Problem statement: Once the line containing "response is stored." has been written out, stop; until then, restate each line of the entries below word for word from the first.

[Stored items]
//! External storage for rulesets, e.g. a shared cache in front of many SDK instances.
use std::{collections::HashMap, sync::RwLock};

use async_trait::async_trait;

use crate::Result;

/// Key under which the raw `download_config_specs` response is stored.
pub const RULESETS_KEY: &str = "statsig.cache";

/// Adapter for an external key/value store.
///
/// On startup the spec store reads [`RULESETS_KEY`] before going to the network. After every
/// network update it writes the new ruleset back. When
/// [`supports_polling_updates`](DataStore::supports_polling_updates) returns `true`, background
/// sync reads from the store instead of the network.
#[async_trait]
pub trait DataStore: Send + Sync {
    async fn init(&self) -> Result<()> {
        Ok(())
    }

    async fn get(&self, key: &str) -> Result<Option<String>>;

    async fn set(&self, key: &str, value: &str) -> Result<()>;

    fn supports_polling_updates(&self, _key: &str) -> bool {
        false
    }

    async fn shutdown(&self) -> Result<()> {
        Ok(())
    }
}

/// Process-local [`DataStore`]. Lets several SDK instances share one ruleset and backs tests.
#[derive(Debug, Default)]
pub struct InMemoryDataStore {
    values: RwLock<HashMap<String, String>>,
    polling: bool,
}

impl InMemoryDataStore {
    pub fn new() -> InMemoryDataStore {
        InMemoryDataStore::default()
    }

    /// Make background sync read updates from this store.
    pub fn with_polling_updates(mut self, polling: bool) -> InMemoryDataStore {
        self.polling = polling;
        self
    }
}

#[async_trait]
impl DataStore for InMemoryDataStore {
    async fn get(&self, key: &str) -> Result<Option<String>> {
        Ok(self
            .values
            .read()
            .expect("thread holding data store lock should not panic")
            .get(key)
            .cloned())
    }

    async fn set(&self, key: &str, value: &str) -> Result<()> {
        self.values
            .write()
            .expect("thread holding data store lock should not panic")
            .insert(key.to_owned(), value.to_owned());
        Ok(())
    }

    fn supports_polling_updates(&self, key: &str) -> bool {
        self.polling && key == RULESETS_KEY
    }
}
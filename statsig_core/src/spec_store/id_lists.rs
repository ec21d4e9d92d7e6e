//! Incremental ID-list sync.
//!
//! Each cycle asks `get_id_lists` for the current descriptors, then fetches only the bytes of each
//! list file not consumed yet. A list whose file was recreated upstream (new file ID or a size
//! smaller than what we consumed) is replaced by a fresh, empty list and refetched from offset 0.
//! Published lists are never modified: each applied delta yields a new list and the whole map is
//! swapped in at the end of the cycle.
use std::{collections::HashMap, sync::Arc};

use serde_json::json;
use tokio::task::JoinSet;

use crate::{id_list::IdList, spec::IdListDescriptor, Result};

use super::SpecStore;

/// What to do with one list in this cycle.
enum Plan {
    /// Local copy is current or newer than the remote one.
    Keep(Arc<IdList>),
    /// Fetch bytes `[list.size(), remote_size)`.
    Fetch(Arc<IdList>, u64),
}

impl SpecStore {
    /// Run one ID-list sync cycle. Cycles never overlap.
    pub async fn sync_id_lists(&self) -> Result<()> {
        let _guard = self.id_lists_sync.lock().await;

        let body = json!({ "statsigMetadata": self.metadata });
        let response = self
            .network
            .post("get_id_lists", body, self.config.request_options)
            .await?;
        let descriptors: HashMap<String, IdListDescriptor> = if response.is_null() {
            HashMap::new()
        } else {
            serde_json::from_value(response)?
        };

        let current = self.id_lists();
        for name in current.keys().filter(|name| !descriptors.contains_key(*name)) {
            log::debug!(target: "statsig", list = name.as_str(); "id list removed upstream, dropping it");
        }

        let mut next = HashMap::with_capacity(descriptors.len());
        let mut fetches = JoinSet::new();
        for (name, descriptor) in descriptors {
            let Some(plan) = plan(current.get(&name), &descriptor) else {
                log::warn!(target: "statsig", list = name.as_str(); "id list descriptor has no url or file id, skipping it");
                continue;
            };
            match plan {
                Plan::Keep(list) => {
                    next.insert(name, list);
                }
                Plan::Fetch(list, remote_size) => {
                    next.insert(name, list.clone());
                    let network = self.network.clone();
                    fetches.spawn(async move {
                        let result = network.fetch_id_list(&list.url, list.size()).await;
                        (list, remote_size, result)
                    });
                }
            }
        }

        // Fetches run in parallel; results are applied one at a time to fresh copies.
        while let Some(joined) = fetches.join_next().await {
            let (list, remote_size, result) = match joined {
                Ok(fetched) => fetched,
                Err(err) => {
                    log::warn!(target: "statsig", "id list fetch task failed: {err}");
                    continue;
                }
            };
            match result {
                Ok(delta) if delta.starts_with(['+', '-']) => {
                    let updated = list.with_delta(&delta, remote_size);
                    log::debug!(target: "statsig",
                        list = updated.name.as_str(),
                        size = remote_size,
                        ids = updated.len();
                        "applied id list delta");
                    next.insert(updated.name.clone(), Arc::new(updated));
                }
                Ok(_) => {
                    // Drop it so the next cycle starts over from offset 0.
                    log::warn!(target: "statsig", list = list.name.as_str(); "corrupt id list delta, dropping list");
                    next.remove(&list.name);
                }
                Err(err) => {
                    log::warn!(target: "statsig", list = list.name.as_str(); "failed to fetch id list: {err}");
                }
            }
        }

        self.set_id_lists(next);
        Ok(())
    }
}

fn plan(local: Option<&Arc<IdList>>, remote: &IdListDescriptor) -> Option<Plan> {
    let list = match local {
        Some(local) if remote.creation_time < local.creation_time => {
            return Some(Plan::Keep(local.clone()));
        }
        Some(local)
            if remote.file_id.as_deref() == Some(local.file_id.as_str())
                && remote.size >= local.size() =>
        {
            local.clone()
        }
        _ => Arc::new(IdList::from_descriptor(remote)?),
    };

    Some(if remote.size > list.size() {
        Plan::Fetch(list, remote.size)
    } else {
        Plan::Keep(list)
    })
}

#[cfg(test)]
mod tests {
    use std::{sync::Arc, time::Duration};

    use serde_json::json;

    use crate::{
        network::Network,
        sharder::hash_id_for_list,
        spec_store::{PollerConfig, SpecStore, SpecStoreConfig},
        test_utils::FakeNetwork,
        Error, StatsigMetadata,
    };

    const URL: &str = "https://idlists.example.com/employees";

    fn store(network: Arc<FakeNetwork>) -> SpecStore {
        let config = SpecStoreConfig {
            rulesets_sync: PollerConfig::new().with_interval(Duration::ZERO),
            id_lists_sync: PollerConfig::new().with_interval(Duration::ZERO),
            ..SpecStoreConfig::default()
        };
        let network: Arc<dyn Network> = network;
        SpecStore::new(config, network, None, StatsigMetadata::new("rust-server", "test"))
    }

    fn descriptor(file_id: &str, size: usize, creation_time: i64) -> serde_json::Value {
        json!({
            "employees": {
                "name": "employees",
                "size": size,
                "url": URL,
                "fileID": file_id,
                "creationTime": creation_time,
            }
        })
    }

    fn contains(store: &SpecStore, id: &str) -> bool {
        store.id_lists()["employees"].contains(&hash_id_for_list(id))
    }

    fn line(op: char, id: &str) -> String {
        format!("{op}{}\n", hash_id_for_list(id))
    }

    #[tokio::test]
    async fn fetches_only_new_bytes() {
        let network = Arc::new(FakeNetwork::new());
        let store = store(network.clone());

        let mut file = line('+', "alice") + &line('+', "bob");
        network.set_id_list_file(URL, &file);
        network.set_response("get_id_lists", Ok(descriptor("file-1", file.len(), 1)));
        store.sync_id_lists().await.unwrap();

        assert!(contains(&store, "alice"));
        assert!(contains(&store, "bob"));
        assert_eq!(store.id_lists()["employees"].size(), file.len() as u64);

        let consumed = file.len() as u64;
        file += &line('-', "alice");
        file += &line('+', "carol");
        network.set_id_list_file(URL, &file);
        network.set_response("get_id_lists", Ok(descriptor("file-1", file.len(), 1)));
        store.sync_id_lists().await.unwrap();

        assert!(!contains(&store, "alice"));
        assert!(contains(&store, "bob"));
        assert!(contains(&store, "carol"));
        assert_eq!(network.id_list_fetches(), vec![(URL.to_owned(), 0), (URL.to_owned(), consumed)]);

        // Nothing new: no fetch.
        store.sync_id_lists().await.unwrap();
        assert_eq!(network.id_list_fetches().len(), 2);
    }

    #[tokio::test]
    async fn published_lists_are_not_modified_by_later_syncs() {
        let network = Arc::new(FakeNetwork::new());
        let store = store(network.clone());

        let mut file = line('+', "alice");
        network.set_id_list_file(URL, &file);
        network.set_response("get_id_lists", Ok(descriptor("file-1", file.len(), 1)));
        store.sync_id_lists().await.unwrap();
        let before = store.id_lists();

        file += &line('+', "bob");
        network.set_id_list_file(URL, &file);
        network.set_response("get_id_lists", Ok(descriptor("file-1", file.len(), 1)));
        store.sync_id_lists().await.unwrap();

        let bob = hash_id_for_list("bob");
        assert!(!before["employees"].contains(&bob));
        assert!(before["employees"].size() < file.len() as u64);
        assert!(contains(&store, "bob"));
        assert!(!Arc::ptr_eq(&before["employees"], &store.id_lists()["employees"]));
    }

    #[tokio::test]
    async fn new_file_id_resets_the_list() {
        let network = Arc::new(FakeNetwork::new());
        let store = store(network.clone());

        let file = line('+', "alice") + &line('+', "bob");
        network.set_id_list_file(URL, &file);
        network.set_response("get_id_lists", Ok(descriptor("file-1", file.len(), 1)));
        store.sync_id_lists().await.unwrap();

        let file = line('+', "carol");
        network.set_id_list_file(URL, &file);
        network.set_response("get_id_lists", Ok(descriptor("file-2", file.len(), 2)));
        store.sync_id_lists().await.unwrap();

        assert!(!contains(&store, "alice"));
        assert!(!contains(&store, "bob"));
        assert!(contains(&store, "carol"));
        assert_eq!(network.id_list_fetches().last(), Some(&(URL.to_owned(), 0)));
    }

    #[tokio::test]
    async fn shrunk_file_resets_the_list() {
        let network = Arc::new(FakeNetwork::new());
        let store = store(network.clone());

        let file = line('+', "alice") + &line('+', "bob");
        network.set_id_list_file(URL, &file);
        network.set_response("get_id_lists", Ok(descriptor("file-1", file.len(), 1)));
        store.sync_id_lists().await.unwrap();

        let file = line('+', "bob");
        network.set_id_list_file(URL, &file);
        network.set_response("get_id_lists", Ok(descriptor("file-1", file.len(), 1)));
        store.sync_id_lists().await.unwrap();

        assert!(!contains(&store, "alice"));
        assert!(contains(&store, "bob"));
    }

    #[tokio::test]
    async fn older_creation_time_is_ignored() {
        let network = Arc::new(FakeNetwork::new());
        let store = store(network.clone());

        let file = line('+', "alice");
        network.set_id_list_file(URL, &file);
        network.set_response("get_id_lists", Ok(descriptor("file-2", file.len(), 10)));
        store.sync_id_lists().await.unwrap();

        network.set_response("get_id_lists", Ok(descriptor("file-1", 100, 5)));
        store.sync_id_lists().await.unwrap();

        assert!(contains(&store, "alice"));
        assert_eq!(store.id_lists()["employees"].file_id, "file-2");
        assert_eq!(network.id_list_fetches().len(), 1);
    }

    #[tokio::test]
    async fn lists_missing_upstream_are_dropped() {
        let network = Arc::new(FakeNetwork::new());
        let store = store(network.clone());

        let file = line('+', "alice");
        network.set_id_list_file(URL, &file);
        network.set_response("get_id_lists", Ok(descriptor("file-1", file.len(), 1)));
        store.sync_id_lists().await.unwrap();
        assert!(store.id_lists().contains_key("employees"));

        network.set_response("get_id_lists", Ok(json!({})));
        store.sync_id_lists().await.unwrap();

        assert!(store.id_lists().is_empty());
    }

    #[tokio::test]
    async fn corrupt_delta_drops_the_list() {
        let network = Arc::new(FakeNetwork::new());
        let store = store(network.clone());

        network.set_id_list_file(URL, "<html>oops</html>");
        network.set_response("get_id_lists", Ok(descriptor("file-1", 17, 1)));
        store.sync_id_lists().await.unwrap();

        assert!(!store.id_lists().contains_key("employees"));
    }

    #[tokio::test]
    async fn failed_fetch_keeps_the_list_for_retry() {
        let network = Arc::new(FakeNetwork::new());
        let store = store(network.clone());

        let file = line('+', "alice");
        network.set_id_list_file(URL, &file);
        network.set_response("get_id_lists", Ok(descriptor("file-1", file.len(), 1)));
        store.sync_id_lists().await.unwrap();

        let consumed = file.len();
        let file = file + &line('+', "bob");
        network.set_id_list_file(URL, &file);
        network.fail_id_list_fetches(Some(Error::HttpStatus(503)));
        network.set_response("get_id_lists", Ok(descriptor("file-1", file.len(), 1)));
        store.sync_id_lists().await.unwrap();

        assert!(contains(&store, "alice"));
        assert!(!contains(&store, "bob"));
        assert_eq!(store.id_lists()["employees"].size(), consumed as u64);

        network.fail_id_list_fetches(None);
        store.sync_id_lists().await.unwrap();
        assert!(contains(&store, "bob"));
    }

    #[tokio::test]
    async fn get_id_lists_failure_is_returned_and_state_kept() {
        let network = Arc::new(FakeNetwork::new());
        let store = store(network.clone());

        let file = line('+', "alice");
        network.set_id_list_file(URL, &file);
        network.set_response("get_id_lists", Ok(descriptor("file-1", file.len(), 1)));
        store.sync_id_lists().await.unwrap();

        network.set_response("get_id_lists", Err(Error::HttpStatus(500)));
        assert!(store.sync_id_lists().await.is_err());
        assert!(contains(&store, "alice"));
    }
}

Output for this task:
//! External storage for rulesets, e.g. a shared cache in front of many SDK instances.
use std::{collections::HashMap, sync::RwLock};

use async_trait::async_trait;

use crate::Result;

/// Key under which the raw `download_config_specs` response is stored.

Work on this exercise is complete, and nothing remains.